▶ _Work order_
Where a line holds the word "joined", count it, then give only the total for the entries below.
##### Record extracts
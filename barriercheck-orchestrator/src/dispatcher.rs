//! Module dispatcher: twelve concurrent per-axis LLM analyses
//!
//! Each axis is an independent unit of work: assemble the prompt from the
//! axis slice plus automated-check context, call the provider, repair and
//! validate the output, persist the module row. Modules run on a
//! `JoinSet` throttled by a per-job semaphore; one module's permanent
//! failure never touches its siblings. Results are persisted in
//! completion order.

use std::sync::Arc;

use chrono::Utc;
use serde_json::json;
use tokio::sync::Semaphore;
use tokio::task::JoinSet;
use tokio_util::sync::CancellationToken;
use tracing::{debug, error, info, instrument, warn};
use uuid::Uuid;

use barriercheck_core::config::LlmConfig;
use barriercheck_core::domain::{Axis, CheckReport, ModuleResult, ModuleStatus, SiteSnapshot};
use barriercheck_core::AuditError;
use barriercheck_llm::repair;
use barriercheck_llm::{CompletionRequest, LlmError, LlmProvider, PromptRegistry, RetryPolicy};

use crate::store::{with_retries, AnalysisStore};
use crate::validate::validate_module_output;

/// Dispatches the per-axis analysis modules for one job.
pub struct ModuleDispatcher {
    provider: Arc<dyn LlmProvider>,
    prompts: Arc<PromptRegistry>,
    store: Arc<dyn AnalysisStore>,
    llm: LlmConfig,
    retry: RetryPolicy,
}

impl ModuleDispatcher {
    pub fn new(
        provider: Arc<dyn LlmProvider>,
        prompts: Arc<PromptRegistry>,
        store: Arc<dyn AnalysisStore>,
        llm: LlmConfig,
    ) -> Self {
        Self {
            provider,
            prompts,
            store,
            llm,
            retry: RetryPolicy::default(),
        }
    }

    #[cfg(test)]
    pub fn with_retry_policy(mut self, retry: RetryPolicy) -> Self {
        self.retry = retry;
        self
    }

    /// Run all twelve modules concurrently. `concurrency` bounds in-flight
    /// modules within this job; `on_module_done(completed, total)` fires as
    /// each module finishes, in completion order.
    #[instrument(skip_all, fields(job_id = %job_id))]
    pub async fn dispatch_all<F>(
        &self,
        job_id: Uuid,
        snapshot: &SiteSnapshot,
        checks: &CheckReport,
        concurrency: usize,
        cancel: &CancellationToken,
        mut on_module_done: F,
    ) -> Result<Vec<ModuleResult>, AuditError>
    where
        F: FnMut(usize, usize),
    {
        let permits = Arc::new(Semaphore::new(concurrency.max(2)));
        let mut join_set: JoinSet<ModuleResult> = JoinSet::new();

        info!(modules = Axis::ALL.len(), concurrency, "Dispatching analysis modules");

        for axis in Axis::ALL {
            let Some(slice) = snapshot.slice(axis) else {
                warn!(axis = %axis, "No slice for axis, skipping dispatch");
                continue;
            };

            let analysis_data = build_analysis_data(snapshot, checks, axis, &slice.data);
            let provider = self.provider.clone();
            let prompts = self.prompts.clone();
            let store = self.store.clone();
            let llm = self.llm.clone();
            let retry = self.retry.clone();
            let permits = permits.clone();
            let cancel = cancel.clone();

            join_set.spawn(async move {
                let _permit = match permits.acquire_owned().await {
                    Ok(permit) => permit,
                    Err(_) => {
                        let mut result = ModuleResult::pending(job_id, axis);
                        result.status = ModuleStatus::Failed;
                        result.error = Some("module permit pool closed".to_string());
                        return result;
                    }
                };

                run_module(
                    job_id,
                    axis,
                    analysis_data,
                    provider,
                    prompts,
                    store,
                    llm,
                    retry,
                    cancel,
                )
                .await
            });
        }

        let total = join_set.len();
        let mut results = Vec::with_capacity(total);

        while let Some(joined) = join_set.join_next().await {
            match joined {
                Ok(result) => {
                    results.push(result);
                    on_module_done(results.len(), total);
                }
                Err(e) => {
                    // A panicked module task; its row stays at its last
                    // persisted state, siblings continue.
                    error!(job_id = %job_id, error = %e, "Module task panicked");
                }
            }
            if cancel.is_cancelled() {
                join_set.abort_all();
                return Err(AuditError::Cancelled);
            }
        }

        if cancel.is_cancelled() {
            return Err(AuditError::Cancelled);
        }

        let completed = results.iter().filter(|r| r.is_completed()).count();
        info!(
            completed,
            failed = results.len() - completed,
            "Module dispatch finished"
        );

        Ok(results)
    }
}

/// Payload spliced into the template's `{WEBSITE_ANALYSIS_DATA}` slot.
fn build_analysis_data(
    snapshot: &SiteSnapshot,
    checks: &CheckReport,
    axis: Axis,
    slice: &serde_json::Value,
) -> serde_json::Value {
    json!({
        "specialized_analysis": slice,
        "base_context": {
            "website_url": snapshot.base_url,
            "pages_crawled": snapshot.pages_crawled,
            "pages_failed": snapshot.pages_failed,
            "accessibility_overview": {
                "total_violations": checks.violations.len(),
                "total_warnings": checks.warnings.len(),
                "total_passed": checks.passes.len(),
            },
        },
        "relevant_violations": checks.violations_matching(relevant_rule_fragments(axis)),
        "meta": {
            "wcag_area": axis.key(),
            "principle": axis.principle(),
        },
    })
}

/// Which automated rule ids matter for which axis.
fn relevant_rule_fragments(axis: Axis) -> &'static [&'static str] {
    match axis {
        Axis::TextAlternatives => &["image-alt", "image-empty-src", "object-alt"],
        Axis::TimeBasedMedia => &["video", "audio", "media"],
        Axis::Adaptable => &["heading-order", "form-label", "label-placeholder", "fieldset"],
        Axis::Distinguishable => &["contrast", "color"],
        Axis::Keyboard => &["keyboard", "focus", "tabindex", "bypass"],
        Axis::EnoughTime => &["meta-refresh", "blink"],
        Axis::Seizures => &["blink", "seizure", "motion"],
        Axis::Navigable => &["page-title", "link-name", "heading-order", "bypass", "landmark-main"],
        Axis::Readable => &["html-lang", "lang"],
        Axis::Predictable => &["link-name", "label-placeholder"],
        Axis::InputAssistance => &["form-label", "label-placeholder", "error"],
        Axis::Compatible => &["duplicate-id", "aria"],
    }
}

/// Execute one module end to end and persist its row.
#[allow(clippy::too_many_arguments)]
async fn run_module(
    job_id: Uuid,
    axis: Axis,
    analysis_data: serde_json::Value,
    provider: Arc<dyn LlmProvider>,
    prompts: Arc<PromptRegistry>,
    store: Arc<dyn AnalysisStore>,
    llm: LlmConfig,
    retry: RetryPolicy,
    cancel: CancellationToken,
) -> ModuleResult {
    let mut module = ModuleResult::pending(job_id, axis);
    module.status = ModuleStatus::Running;
    persist_module(&store, &module).await;

    let prompt = match prompts.assemble(axis, &analysis_data, llm.max_prompt_chars) {
        Ok(prompt) => prompt,
        Err(e) => {
            return finish_failed(store, module, format!("prompt assembly failed: {}", e)).await;
        }
    };

    // The whole call is retried when the output stays unparseable after
    // repair; transient HTTP failures retry inside the provider wrapper.
    let mut last_error = String::new();
    for attempt in 1..=retry.max_attempts {
        if cancel.is_cancelled() {
            return finish_failed(store, module, AuditError::Cancelled.user_message()).await;
        }

        let request = CompletionRequest::new()
            .with_system(prompt.system.clone())
            .with_user(prompt.user.clone())
            .with_temperature(llm.temperature)
            .with_max_tokens(llm.max_tokens)
            .with_json_mode(true);

        let response = tokio::select! {
            r = provider.complete(request) => r,
            _ = cancel.cancelled() => {
                return finish_failed(store, module, AuditError::Cancelled.user_message()).await;
            }
        };

        match response {
            Ok(response) => {
                module.token_usage += response.usage.total_tokens as u64;
                module.raw_output = Some(response.content.clone());

                match repair::parse_lenient(&response.content)
                    .map_err(|e| format!("{}: {}", AuditError::ParseFailed(e.to_string()).code(), e))
                    .and_then(|value| {
                        validate_module_output(value)
                            .map_err(|e| format!("ParseFailed: {}", e))
                    }) {
                    Ok(result) => {
                        debug!(
                            axis = %axis,
                            score = result.summary.score,
                            attempt,
                            "Module analysis parsed and validated"
                        );
                        module.status = ModuleStatus::Completed;
                        module.result = Some(result);
                        module.completed_at = Some(Utc::now());
                        module.error = None;
                        persist_module(&store, &module).await;
                        return module;
                    }
                    Err(reason) => {
                        warn!(axis = %axis, attempt, reason = %reason, "Module output rejected");
                        last_error = reason;
                    }
                }
            }
            Err(e) => {
                let code = classify_llm_error(&e);
                last_error = format!("{}: {}", code, e);
                if !e.is_retryable() {
                    // Permanent provider error: no point in another attempt.
                    return finish_failed(store, module, last_error).await;
                }
                warn!(axis = %axis, attempt, error = %e, "LLM call failed after provider retries");
            }
        }

        if attempt < retry.max_attempts {
            tokio::time::sleep(retry.delay_for_attempt(attempt)).await;
        }
    }

    finish_failed(store, module, last_error).await
}

fn classify_llm_error(error: &LlmError) -> &'static str {
    if error.is_retryable() {
        "LLMTransient"
    } else {
        "LLMPermanent"
    }
}

async fn finish_failed(
    store: Arc<dyn AnalysisStore>,
    mut module: ModuleResult,
    error: String,
) -> ModuleResult {
    warn!(job_id = %module.job_id, axis = %module.axis, error = %error, "Module failed");
    module.status = ModuleStatus::Failed;
    module.completed_at = Some(Utc::now());
    module.error = Some(error);
    persist_module(&store, &module).await;
    module
}

async fn persist_module(store: &Arc<dyn AnalysisStore>, module: &ModuleResult) {
    if let Err(e) = with_retries(|| {
        let store = store.clone();
        let module = module.clone();
        async move { store.upsert_module_result(&module).await }
    })
    .await
    {
        error!(
            job_id = %module.job_id,
            axis = %module.axis,
            error = %e,
            "Persisting module result failed"
        );
    }
}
##########
▶ _Output for this task_
2